* _WHAT THE EXERCISE ASKS_: Look below for the line with "to any matching". Extract that line and each one after it through the last, word for word.

* _SUPPLIED DATA_:
━━━

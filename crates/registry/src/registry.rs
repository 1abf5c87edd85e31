// SPDX-License-Identifier: MIT

//! The runtime registry: a single reader/writer-locked map keyed by
//! runtime name, with heterogeneous (`Borrow<str>`) lookup so callers
//! never allocate a `RuntimeName` just to look one up.

use std::collections::HashMap;
use std::path::{Path, PathBuf};

use parking_lot::RwLock;
use sk_core::{LifecycleState, RuntimeId, RuntimeName};

use crate::config::RuntimeConfig;
use crate::error::{RegistryError, Result};
use crate::handle::RuntimeHandle;

struct Entry<H: RuntimeHandle> {
    id: RuntimeId,
    state: LifecycleState,
    config: RuntimeConfig,
    handle: Option<H>,
    created_at_epoch_ms: u64,
    started_at_epoch_ms: Option<u64>,
}

/// A point-in-time view of one runtime, cloned out from under the
/// lock for `ls`/`ps`/`show`.
#[derive(Debug, Clone)]
pub struct RuntimeView {
    pub id: RuntimeId,
    pub name: RuntimeName,
    pub state: LifecycleState,
    pub config: RuntimeConfig,
    pub connections: usize,
    pub created_at_epoch_ms: u64,
    pub started_at_epoch_ms: Option<u64>,
}

pub struct Registry<H: RuntimeHandle> {
    state_dir: PathBuf,
    inner: RwLock<HashMap<RuntimeName, Entry<H>>>,
}

impl<H: RuntimeHandle> Registry<H> {
    pub fn new(state_dir: impl Into<PathBuf>) -> Self {
        Self { state_dir: state_dir.into(), inner: RwLock::new(HashMap::new()) }
    }

    pub fn state_dir(&self) -> &Path {
        &self.state_dir
    }

    /// Load every persisted config in the state directory without
    /// starting anything; the daemon drives `start()` afterward for
    /// entries whose `was_running` flag was set.
    pub fn replay(&self, now_ms: u64) -> Result<Vec<RuntimeName>> {
        let mut started = Vec::new();
        for (name, config) in crate::persistence::replay_all(&self.state_dir)? {
            self.insert_created(name.clone(), config, now_ms)?;
            started.push(name);
        }
        Ok(started)
    }

    fn insert_created(&self, name: RuntimeName, config: RuntimeConfig, now_ms: u64) -> Result<()> {
        let mut guard = self.inner.write();
        guard.insert(
            name,
            Entry {
                id: RuntimeId::new(),
                state: LifecycleState::Created,
                config,
                handle: None,
                created_at_epoch_ms: now_ms,
                started_at_epoch_ms: None,
            },
        );
        Ok(())
    }

    /// Create a new runtime entry and persist its config. Does not
    /// start it — callers invoke `start()` separately so socket setup
    /// happens outside any lock.
    pub fn create(&self, name: RuntimeName, config: RuntimeConfig, now_ms: u64) -> Result<RuntimeId> {
        config.validate()?;
        {
            let guard = self.inner.read();
            if guard.contains_key(&name) {
                return Err(RegistryError::NameTaken(name.as_str().to_string()));
            }
        }
        crate::persistence::save(&self.state_dir, &name, &config)?;
        let id = RuntimeId::new();
        let mut guard = self.inner.write();
        guard.insert(
            name,
            Entry { id, state: LifecycleState::Created, config, handle: None, created_at_epoch_ms: now_ms, started_at_epoch_ms: None },
        );
        Ok(id)
    }

    /// Look up a runtime's config without holding the lock across the
    /// caller's reactor submission.
    pub fn config_for(&self, name: &str) -> Result<RuntimeConfig> {
        let guard = self.inner.read();
        guard.get(name).map(|e| e.config.clone()).ok_or_else(|| RegistryError::NotFound(name.to_string()))
    }

    /// Install a handle built by the caller from the config returned
    /// by `config_for`. The build step itself (reactor submissions)
    /// must happen between `config_for` and this call, outside any
    /// lock this registry holds.
    pub fn install_handle(&self, name: &str, handle: H, now_ms: u64) -> Result<()> {
        let mut guard = self.inner.write();
        let entry = guard.get_mut(name).ok_or_else(|| RegistryError::NotFound(name.to_string()))?;
        if entry.handle.is_some() {
            return Err(RegistryError::AlreadyRunning(name.to_string()));
        }
        entry.handle = Some(handle);
        entry.state = LifecycleState::Running;
        entry.started_at_epoch_ms = Some(now_ms);
        entry.config.was_running = true;
        crate::persistence::save(&self.state_dir, &RuntimeName::parse(name)?, &entry.config)?;
        Ok(())
    }

    /// Run `f` against the running handle named `name`, under the
    /// write lock for exactly the duration of the call. Callers must
    /// not perform a reactor submission inside `f`.
    pub fn with_handle_mut<F, R>(&self, name: &str, f: F) -> Result<R>
    where
        F: FnOnce(&mut H) -> R,
    {
        let mut guard = self.inner.write();
        let entry = guard.get_mut(name).ok_or_else(|| RegistryError::NotFound(name.to_string()))?;
        let handle = entry.handle.as_mut().ok_or_else(|| RegistryError::NotRunning(name.to_string()))?;
        Ok(f(handle))
    }

    pub fn mark_failed(&self, name: &str) -> Result<()> {
        let mut guard = self.inner.write();
        let entry = guard.get_mut(name).ok_or_else(|| RegistryError::NotFound(name.to_string()))?;
        entry.state = LifecycleState::Failed;
        Ok(())
    }

    /// Extract a running handle for teardown outside the lock,
    /// applying the owner's child policy to direct children in the
    /// same pass. Cascade is computed under the write lock by
    /// iterating the map once. The second element of the returned
    /// pair names every child whose handle was actually torn down
    /// here, so a caller tracking per-runtime resources outside this
    /// registry (listening/connection fds, say) knows which children
    /// to release too, not just the runtime it asked to stop.
    pub fn stop(&self, name: &str) -> Result<(H, Vec<RuntimeName>)> {
        let mut guard = self.inner.write();
        let handle = {
            let entry = guard.get_mut(name).ok_or_else(|| RegistryError::NotFound(name.to_string()))?;
            let handle = entry.handle.take().ok_or_else(|| RegistryError::NotRunning(name.to_string()))?;
            entry.state = LifecycleState::Stopped;
            entry.config.was_running = false;
            handle
        };

        let children: Vec<RuntimeName> = guard
            .iter()
            .filter(|(_, e)| e.config.owner.as_deref() == Some(name))
            .map(|(n, _)| n.clone())
            .collect();
        let mut removed = Vec::new();
        let mut torn_down = Vec::new();
        for child in children {
            if let Some(entry) = guard.get_mut(&child) {
                if let Some(mut h) = entry.handle.take() {
                    h.teardown();
                    torn_down.push(child.clone());
                }
                match entry.config.child_policy {
                    sk_core::ChildPolicy::Stop => entry.state = LifecycleState::Stopped,
                    sk_core::ChildPolicy::Remove => removed.push(child),
                }
            }
        }
        for child in &removed {
            guard.remove(child);
        }
        drop(guard);
        for child in &removed {
            let _ = crate::persistence::delete(&self.state_dir, child);
        }
        if let Ok(name) = RuntimeName::parse(name) {
            let _ = crate::persistence::save(&self.state_dir, &name, &self.config_for(name.as_str())?);
        }
        Ok((handle, torn_down))
    }

    /// Remove a runtime outright: tears down any live handle, deletes
    /// its persisted config, and drops the entry.
    pub fn remove(&self, name: &str) -> Result<Option<H>> {
        let mut guard = self.inner.write();
        let mut entry = guard.remove(name).ok_or_else(|| RegistryError::NotFound(name.to_string()))?;
        drop(guard);
        let handle = entry.handle.take();
        let owned_name = RuntimeName::parse(name)?;
        crate::persistence::delete(&self.state_dir, &owned_name)?;
        Ok(handle)
    }

    /// Overwrite a runtime's persisted config in place, for the
    /// `edit`/`owner` commands. Does not touch a live handle — callers
    /// needing the change to take effect immediately must `stop`/`start`.
    pub fn update_config(&self, name: &str, config: RuntimeConfig) -> Result<()> {
        let mut guard = self.inner.write();
        let entry = guard.get_mut(name).ok_or_else(|| RegistryError::NotFound(name.to_string()))?;
        let owned_name = RuntimeName::parse(name)?;
        crate::persistence::save(&self.state_dir, &owned_name, &config)?;
        entry.config = config;
        Ok(())
    }

    pub fn rename(&self, old: &str, new: RuntimeName) -> Result<()> {
        let mut guard = self.inner.write();
        if guard.contains_key(&new) {
            return Err(RegistryError::NameTaken(new.as_str().to_string()));
        }
        let entry = guard.remove(old).ok_or_else(|| RegistryError::NotFound(old.to_string()))?;
        crate::persistence::save(&self.state_dir, &new, &entry.config)?;
        crate::persistence::delete(&self.state_dir, &RuntimeName::parse(old)?)?;
        guard.insert(new, entry);
        Ok(())
    }

    pub fn get(&self, name: &str) -> Result<RuntimeView> {
        let guard = self.inner.read();
        let (name, entry) = guard.get_key_value(name).ok_or_else(|| RegistryError::NotFound(name.to_string()))?;
        Ok(view(name.clone(), entry))
    }

    pub fn list(&self) -> Vec<RuntimeView> {
        let guard = self.inner.read();
        guard.iter().map(|(n, e)| view(n.clone(), e)).collect()
    }

    pub fn get_by_group(&self, group: &str) -> Vec<RuntimeView> {
        let guard = self.inner.read();
        guard
            .iter()
            .filter(|(_, e)| e.config.group.as_deref() == Some(group))
            .map(|(n, e)| view(n.clone(), e))
            .collect()
    }

    /// Tear down every running handle, for graceful shutdown.
    pub fn stop_all(&self) -> Vec<H> {
        let mut guard = self.inner.write();
        let mut handles = Vec::new();
        for entry in guard.values_mut() {
            if let Some(handle) = entry.handle.take() {
                entry.state = LifecycleState::Stopped;
                handles.push(handle);
            }
        }
        handles
    }

    /// Registry-level pub/sub dispatch: walk every running handle in
    /// iteration order and deliver the publication to any matching
    /// subscription.
    pub fn publish(&self, channel: &str, message: &[u8]) -> usize {
        let mut guard = self.inner.write();
        let mut delivered = 0;
        for entry in guard.values_mut() {
            if let Some(h) = entry.handle.as_mut() {
                if h.deliver_pubsub(channel, message) {
                    delivered += 1;
                }
            }
        }
        delivered
    }
}

fn view<H: RuntimeHandle>(name: RuntimeName, entry: &Entry<H>) -> RuntimeView {
    RuntimeView {
        id: entry.id,
        name,
        state: entry.state,
        config: entry.config.clone(),
        connections: entry.handle.as_ref().map(|h| h.connection_count()).unwrap_or(0),
        created_at_epoch_ms: entry.created_at_epoch_ms,
        started_at_epoch_ms: entry.started_at_epoch_ms,
    }
}

#[cfg(test)]
#[path = "registry_tests.rs"]
mod tests;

━━━

* _RESULT FOR THIS EXERCISE_:
    /// iteration order and deliver the publication to any matching
    /// subscription.
    pub fn publish(&self, channel: &str, message: &[u8]) -> usize {
        let mut guard = self.inner.write();
        let mut delivered = 0;
        for entry in guard.values_mut() {
            if let Some(h) = entry.handle.as_mut() {
                if h.deliver_pubsub(channel, message) {
                    delivered += 1;
                }
            }
        }
        delivered
    }
}

fn view<H: RuntimeHandle>(name: RuntimeName, entry: &Entry<H>) -> RuntimeView {
    RuntimeView {
        id: entry.id,
        name,
        state: entry.state,
        config: entry.config.clone(),
        connections: entry.handle.as_ref().map(|h| h.connection_count()).unwrap_or(0),
        created_at_epoch_ms: entry.created_at_epoch_ms,
        started_at_epoch_ms: entry.started_at_epoch_ms,
    }
}

#[cfg(test)]
#[path = "registry_tests.rs"]
mod tests;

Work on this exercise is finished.